On Facebook, a deceased users account can be converted to a memorial page
In her mid-50s, the mother of one died suddenly, and her family was left to notify the people she knew about her passing. Many of those friends, however, had stayed in touch with the woman only via Facebook, the popular Internet social-networking website. As a result, most were unknown to the family.
“It was a difficult and awkward position for the family to be in,” said Shannon Martin, vice president of Olinger Chapel Hill Mortuary and Cemetery in Centennial, where the woman’s final arrangements were handled.
“They were trying to find her Facebook account password to let her friends know, friends in a circle they were not aware of,” Martin said. “We are so electronic nowadays, how does one even know what’s out there for a person?”
For millions, electronic media have supplanted the home address book, where names and family contacts were once stored for years — sometimes generations — and easily retrieved in a moment.
But the Internet and its most-used byproduct — e-mail — have turned what was once a simple task into a chore for families already dealing with the loss of a loved one.
“There is no easy way to find out where a person spends their online life today,” said Todd Feinman, chief executive of IdentityFinder.com. “In today’s world, e-mail is much more attached to your identity.”
The variety of e-mail services available expands annually, and with the advent of social-networking websites such as Facebook and MySpace, the tentacles of personal connections reach even further, many of them anonymously.
Unlike the address book, however,accessing a deceased family member’s e-mail account — even if just to let others know of his or her passing — can become a daunting task that hinges on the service.

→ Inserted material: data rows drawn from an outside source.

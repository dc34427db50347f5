use std::path::PathBuf;
use std::sync::Arc;

use clap::{Parser, Subcommand};
use serde_json::json;
use tokio::signal;
use tokio_util::sync::CancellationToken;
use tracing::{info, warn};
use tracing_subscriber::EnvFilter;

use gatekeeper::config::GateConfig;
use gatekeeper::store::PostgresStore;
use gatekeeper::{ClientIdentity, Gate};

/// Per-client admission control backed by PostgreSQL.
#[derive(Debug, Parser)]
#[command(name = "gatekeeper", version, about)]
struct Cli {
    /// YAML configuration file
    #[arg(short, long)]
    config: Option<PathBuf>,

    /// Emit logs as JSON
    #[arg(long)]
    json_logs: bool,

    #[command(subcommand)]
    command: Command,
}

#[derive(Debug, Subcommand)]
enum Command {
    /// Run an admission check for each client address
    Check {
        /// Client addresses, with or without port
        #[arg(required = true)]
        addrs: Vec<String>,
    },
    /// Connect to the counter store and report once it is reachable
    Probe,
}

#[tokio::main]
async fn main() -> anyhow::Result<()> {
    let cli = Cli::parse();
    init_tracing(cli.json_logs);

    info!("Starting gatekeeper");
    info!("Version: {}", env!("CARGO_PKG_VERSION"));

    let config = GateConfig::load(cli.config.as_deref())?;
    config.validate()?;
    info!(
        limit = config.rate_limiting.limit,
        timespan_secs = config.rate_limiting.timespan_secs,
        table = %config.store.table,
        "Configuration loaded"
    );

    // Cancelling this token interrupts the store's reconnect loop.
    let shutdown = CancellationToken::new();
    tokio::spawn({
        let shutdown = shutdown.clone();
        async move {
            shutdown_signal().await;
            shutdown.cancel();
        }
    });

    let store = Arc::new(PostgresStore::from_config(&config.store, shutdown.clone())?);

    match cli.command {
        Command::Probe => {
            store.manager().ensure_connected().await?;
            info!(state = ?store.manager().state(), "Counter store reachable");
        }
        Command::Check { addrs } => {
            let gate = Gate::from_config(store, &config.rate_limiting)?;
            run_checks(&gate, &addrs).await;
        }
    }

    info!("gatekeeper stopped");
    Ok(())
}

async fn run_checks(gate: &Gate, addrs: &[String]) {
    let checks = addrs.iter().map(|addr| async move {
        let identity = match ClientIdentity::from_remote_addr(addr) {
            Ok(identity) => identity,
            Err(e) => {
                return json!({ "addr": addr, "error": e.to_string() });
            }
        };

        let verdict = gate.check(&identity.as_key()).await;
        if let (false, Some(e)) = (verdict.rejected, verdict.error.as_ref()) {
            warn!(identity = %identity, error = %e, "Admitted without recording the access");
        }

        json!({
            "identity": identity.as_key(),
            "rejected": verdict.rejected,
            "wait_secs": verdict.wait_secs_f64(),
            "error": verdict.error.as_ref().map(|e| e.to_string()),
        })
    });

    for line in futures::future::join_all(checks).await {
        println!("{}", line);
    }
}

fn init_tracing(json: bool) {
    let filter = EnvFilter::try_from_default_env().unwrap_or_else(|_| EnvFilter::new("info"));
    let builder = tracing_subscriber::fmt()
        .with_env_filter(filter)
        .with_target(false)
        .with_thread_ids(true)
        .with_writer(std::io::stderr);

    if json {
        builder.json().init();
    } else {
        builder.init();
    }
}

/// Wait for a shutdown signal (Ctrl+C or SIGTERM).
async fn shutdown_signal() {
    let ctrl_c = async {
        signal::ctrl_c()
            .await
            .expect("Failed to install Ctrl+C handler");
    };

    #[cfg(unix)]
    let terminate = async {
        signal::unix::signal(signal::unix::SignalKind::terminate())
            .expect("Failed to install SIGTERM handler")
            .recv()
            .await;
    };

    #[cfg(not(unix))]
    let terminate = std::future::pending::<()>();

    tokio::select! {
        _ = ctrl_c => {
            info!("Received Ctrl+C, initiating graceful shutdown");
        }
        _ = terminate => {
            info!("Received SIGTERM, initiating graceful shutdown");
        }
    }
}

Not all providers treat the accounts of the deceased the same, each pressing one rule or another that is in part designed to protect a person’s privacy while recognizing the need for access to what may be important personal information, such as bank account numbers, experts say.
“If you die, your accounts will most likely stay active unless the site automatically deletes the account due to inactivity,” according to Jack Cola from MakeUseOf.com.
Most e-mail servers and websites willallow access to your personal data by the next of kin, but it’s likely they’ll require some form of proof that they’re related and that you died.
In the end, it’s to ensure personal information remains personal, especially with the threat of identity theft by the living.
The rule to protect a person’s e-mails is so strong at Yahoo that all access to a deceased person’s account is restricted, spokesman Jason Khoury said. That includes subsidiary accounts with Flickr too.
“While we deeply sympathize with any grieving family, protecting the privacy of our users remains our priority,” Khoury said. “Yahoo is committed to ensuring that the activities of every person who signs up for an account is confidential, even after their death.”
Khoury said users worried that family members might need pertinent passwords to financial accounts or other important information should “plan for this as part of their estate-planning process.”
It had been the same at Facebook, but that changed with the Virginia Tech shootings of April 16, 2007. Now, user accounts are closed but a memorial page remains.
“We had an outpouring of people who said they wanted their friends’ accounts to remain up so that they could stay connected,” spokesman Meredith Chin said. “We changed our policy to adhere to the current ‘memorial state’ we have today.”
Virtual life after death
Here are the rules on accessing the e-mail or social-networking accounts of deceased family members.
• AOL: Generally requires a family member or estate representative to provide a death certificate. Access provides ownership of the account including screen names and all e-mails. May cancel account as well. Nothing off limits.
• MSN/Hotmail: Next of kin is provided a burned CD of all e-mails and contacts once relationship is established via a variety of records.
• Gmail: Proof of kinship and executorship, and an e-mail from the deceased’s account sent to the person requesting the information is required. If you have private information you don’t want people to look at when you are dead, don’t use Gmail.
• Yahoo/Flickr: No access granted. A death certificate is enough to shut down the account and permanently delete its contents. Flickr photo files remain open, but those marked personal are inaccessible.
• Facebook: No access granted, but a user’s page can be converted to a memorial and sensitive information such as friends and status deleted.
• MySpace: Access granted only to choose what to delete once proof of death established, but the contents cannot be edited. E-mail access allowed if the password is reset, but the original password is not supplied.